Guess where I slept this weekend?
In my bed, in my new room!
Call me a Pollyanna, but I know that underneath all the bags and boxes lies a room of great beauty. And in spite of every inch of muscle in my entire body which screamed as I lay down to sleep the first night, I know I'll soon sleep like a baby. Even though I must now either exit into the cold Iowa winter to enter the downstairs or crawl through a hole in the wall eventually I will have a whole inner-connected house.
I do like the uniqueness and adventure of the whole process. I suppose there is something to be said for ripping off a chunk of plastic and "voila!" exposing a perfect room.
But if that was the case, would I truly appreciate it?

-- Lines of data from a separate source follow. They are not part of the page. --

//! Content source registry
//!
//! Maps a content kind to its backing entity metadata and subtype resolution
//! rule. The registry is built once at process startup, validated for
//! duplicate kinds there, and shared read-only (`Arc`) with the handlers and
//! repositories for the lifetime of the process.

use std::collections::HashMap;

use thiserror::Error;

use crate::models::{ContentRecord, Subtype};

/// How a kind resolves the media shape of its items. Each kind declares its
/// rule at registration; resolution is a lookup, not a type-check cascade.
#[derive(Debug, Clone, PartialEq, Eq)]
pub enum SubtypeRule {
    /// The entity carries its own declared type (video/audio/written).
    Declared,
    /// The shape follows from which media attachments are present: video
    /// media wins over image media; neither means the item is unsupported.
    MediaPresence {
        video_field: String,
        image_field: String,
    },
}

impl SubtypeRule {
    /// Resolve the subtype of `record`, or `None` for an unsupported item.
    /// Callers surface `None` as a client-facing error, never a crash.
    pub fn resolve(&self, record: &ContentRecord) -> Option<Subtype> {
        match self {
            SubtypeRule::Declared => record.declared_type,
            SubtypeRule::MediaPresence {
                video_field,
                image_field,
            } => {
                if record.has_media(video_field) {
                    Some(Subtype::Video)
                } else if record.has_media(image_field) {
                    Some(Subtype::Image)
                } else {
                    None
                }
            }
        }
    }
}

/// Registry metadata for one content kind.
#[derive(Debug, Clone)]
pub struct ContentSource {
    /// Kind tag, unique across the registry ("moment", "testimony", ...).
    pub kind: String,
    /// Backing entity table in the content store.
    pub entity_type: String,
    /// Ordered media field names; the first non-empty field feeds the preview.
    pub media_fields: Vec<String>,
    /// Whether media for this kind passes through the conversion pipeline
    /// before URLs become servable.
    pub requires_conversion: bool,
    /// Column path used to resolve the owning entity, when not `owner_id`.
    pub owner_lookup: Option<String>,
    /// Subtype resolution rule for this kind's entities.
    pub subtype_rule: SubtypeRule,
    /// Whether starved pages may be filled from the kind's other subtypes.
    pub subtype_fallback: bool,
}

/// Raised for a duplicate kind at registration. Startup-fatal by design:
/// registration only happens while the process is booting.
#[derive(Debug, Error)]
#[error("content kind \"{0}\" is already registered")]
pub struct DuplicateKind(pub String);

#[derive(Debug, Default)]
pub struct ContentSourceRegistry {
    sources: HashMap<String, ContentSource>,
}

impl ContentSourceRegistry {
    pub fn new() -> Self {
        Self::default()
    }

    pub fn register(&mut self, source: ContentSource) -> Result<(), DuplicateKind> {
        if self.sources.contains_key(&source.kind) {
            return Err(DuplicateKind(source.kind));
        }
        self.sources.insert(source.kind.clone(), source);
        Ok(())
    }

    pub fn get(&self, kind: &str) -> Option<&ContentSource> {
        self.sources.get(kind)
    }

    pub fn list(&self) -> Vec<&ContentSource> {
        self.sources.values().collect()
    }
}

/// The production registry: short-form "moments" resolved by media presence,
/// long-form "testimonies" by their declared type, with the subtype fallback
/// pool enabled only for testimonies.
pub fn default_registry() -> Result<ContentSourceRegistry, DuplicateKind> {
    let mut registry = ContentSourceRegistry::new();
    registry.register(ContentSource {
        kind: "moment".to_string(),
        entity_type: "moments".to_string(),
        media_fields: vec!["video_url".to_string(), "image_urls".to_string()],
        requires_conversion: false,
        owner_lookup: None,
        subtype_rule: SubtypeRule::MediaPresence {
            video_field: "video_url".to_string(),
            image_field: "image_urls".to_string(),
        },
        subtype_fallback: false,
    })?;
    registry.register(ContentSource {
        kind: "testimony".to_string(),
        entity_type: "testimonies".to_string(),
        media_fields: vec!["media_url".to_string(), "cover_url".to_string()],
        requires_conversion: true,
        owner_lookup: Some("author_id".to_string()),
        subtype_rule: SubtypeRule::Declared,
        subtype_fallback: true,
    })?;
    Ok(registry)
}
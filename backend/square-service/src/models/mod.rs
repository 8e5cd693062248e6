//! Data models for square-service
//!
//! Defines the media subtypes, visibility scopes, the content record shape
//! shared by all registered kinds, the per-response stream item, and the
//! wire-level response models.

use std::collections::HashMap;
use std::fmt;

use chrono::{DateTime, Utc};
use serde::{Deserialize, Serialize};

use crate::stream::MAX_EXTENSIONS;

/// Media shape of a content item, resolved per item.
#[derive(Debug, Clone, Copy, PartialEq, Eq, Hash, Serialize, Deserialize)]
#[serde(rename_all = "lowercase")]
pub enum Subtype {
    Video,
    Audio,
    Image,
    Written,
}

impl Subtype {
    pub const ALL: [Subtype; 4] = [
        Subtype::Video,
        Subtype::Audio,
        Subtype::Image,
        Subtype::Written,
    ];

    pub fn as_str(&self) -> &'static str {
        match self {
            Subtype::Video => "video",
            Subtype::Audio => "audio",
            Subtype::Image => "image",
            Subtype::Written => "written",
        }
    }

    pub fn parse(value: &str) -> Option<Subtype> {
        match value {
            "video" => Some(Subtype::Video),
            "audio" => Some(Subtype::Audio),
            "image" => Some(Subtype::Image),
            "written" => Some(Subtype::Written),
            _ => None,
        }
    }
}

impl fmt::Display for Subtype {
    fn fmt(&self, f: &mut fmt::Formatter<'_>) -> fmt::Result {
        f.write_str(self.as_str())
    }
}

/// Visibility scope of a content item. The authorization gate that decides
/// what a viewer may see runs upstream of candidate-set construction; this
/// scope is only compared between seed and candidate in tier predicates.
#[derive(Debug, Clone, Copy, PartialEq, Eq, Serialize, Deserialize)]
#[serde(rename_all = "lowercase")]
pub enum Visibility {
    Public,
    Followers,
    Private,
}

impl Visibility {
    pub fn parse(value: &str) -> Option<Visibility> {
        match value {
            "public" => Some(Visibility::Public),
            "followers" => Some(Visibility::Followers),
            "private" => Some(Visibility::Private),
            _ => None,
        }
    }
}

/// Identity of the requesting viewer, resolved by upstream auth middleware.
/// Anonymous browsing is allowed on the public square.
#[derive(Debug, Clone, Copy, Default, PartialEq, Eq)]
pub struct Viewer {
    pub id: Option<i64>,
}

impl Viewer {
    pub fn anonymous() -> Self {
        Self { id: None }
    }
}

/// Snapshot of one content row, shared by every registered kind.
///
/// `media` is keyed by the source field names declared in the kind's
/// `ContentSource::media_fields`; subtype resolution and payload previews
/// both read it through that metadata.
#[derive(Debug, Clone, Serialize, Deserialize)]
pub struct ContentRecord {
    pub id: i64,
    pub owner_id: i64,
    pub visibility: Visibility,
    pub published_at: DateTime<Utc>,
    /// Declared media type, for kinds whose entities carry one.
    pub declared_type: Option<Subtype>,
    pub media: HashMap<String, Vec<String>>,
}

impl ContentRecord {
    pub fn has_media(&self, field: &str) -> bool {
        self.media.get(field).map(|v| !v.is_empty()).unwrap_or(false)
    }
}

/// Ephemeral per-response item flowing through the stream engine. Never
/// persisted; created when a candidate window is loaded and discarded after
/// the response is serialized.
#[derive(Debug, Clone)]
pub struct StreamItem {
    pub kind: String,
    pub record: ContentRecord,
}

impl StreamItem {
    pub fn id(&self) -> i64 {
        self.record.id
    }

    pub fn published_at(&self) -> DateTime<Utc> {
        self.record.published_at
    }

    /// Ordering key under `(published_at DESC, id DESC)`; the id breaks ties
    /// between items sharing a timestamp.
    pub fn order_key(&self) -> (DateTime<Utc>, i64) {
        (self.record.published_at, self.record.id)
    }
}

/// One serialized entry of a stream page.
#[derive(Debug, Clone, Serialize, Deserialize)]
pub struct StreamEntry {
    pub kind: String,
    pub id: i64,
    pub published_at: DateTime<Utc>,
    pub payload: serde_json::Value,
}

/// Stream page response. Three shapes share this struct: a normal page
/// (`next` set), a legitimately empty page (`next` null), and the
/// limit-reached shape (`limit_reached: true`, nothing else populated).
#[derive(Debug, Clone, Serialize, Deserialize)]
pub struct StreamResponse {
    pub next: Option<String>,
    pub results: Vec<StreamEntry>,
    #[serde(skip_serializing_if = "Option::is_none")]
    pub subtype: Option<Subtype>,
    #[serde(skip_serializing_if = "Option::is_none")]
    pub extension: Option<u32>,
    #[serde(skip_serializing_if = "Option::is_none")]
    pub can_continue: Option<bool>,
    #[serde(default, skip_serializing_if = "std::ops::Not::not")]
    pub limit_reached: bool,
}

impl StreamResponse {
    /// The hard-cap shape: no further pages are served this session.
    pub fn limit_reached() -> Self {
        Self {
            next: None,
            results: Vec::new(),
            subtype: None,
            extension: None,
            can_continue: None,
            limit_reached: true,
        }
    }

    pub fn empty(subtype: Subtype, extension: u32) -> Self {
        Self {
            next: None,
            results: Vec::new(),
            subtype: Some(subtype),
            extension: Some(extension),
            can_continue: Some(can_continue(extension)),
            limit_reached: false,
        }
    }

    pub fn page(next: Option<String>, results: Vec<StreamEntry>, subtype: Subtype, extension: u32) -> Self {
        Self {
            next,
            results,
            subtype: Some(subtype),
            extension: Some(extension),
            can_continue: Some(can_continue(extension)),
            limit_reached: false,
        }
    }
}

fn can_continue(extension: u32) -> bool {
    extension + 1 < MAX_EXTENSIONS
}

And the story factor. What a tragedy it would be if my children couldn't reminisce and laugh about crawling, in their Sunday best, through the hole in the wall. Or how about the treasure maze from the kitchen to the unfinished stairs to half dry-walled painted walls to nearly-completed-except-for-the-pile-of-flooring living room opening into the piece-de-resistance - the perfect bedrooms?
On another note, I love cracking people up. Or maybe I just love easy laughers.
My day job gets a bit dry. We're talking medicine, x-rays, insurance and blah routine. My clinic is a far cry from Grey's Anatomy, though I could share some sentences that would curl your toes. Did you know that food is often used to describe bodily malfunctions? I'm sure watermelon flesh gives you a lovely visual.
But I digress. Today, I had a giggler. She made me feel like Jerry Seinfeld. This is the line that really got her going..... "Okay, you can step back and breathe now if you didn't breathe at okay. I hate it when I have to say, 'oh, honey, you're blue. In x-ray talk okay means you can breathe.'"
She laughed so hard I had to hold up on the second x-ray.
When you got it, you got it, what can I say.
And should you not agree with her assessment of my humor -- feel free NOT to comment.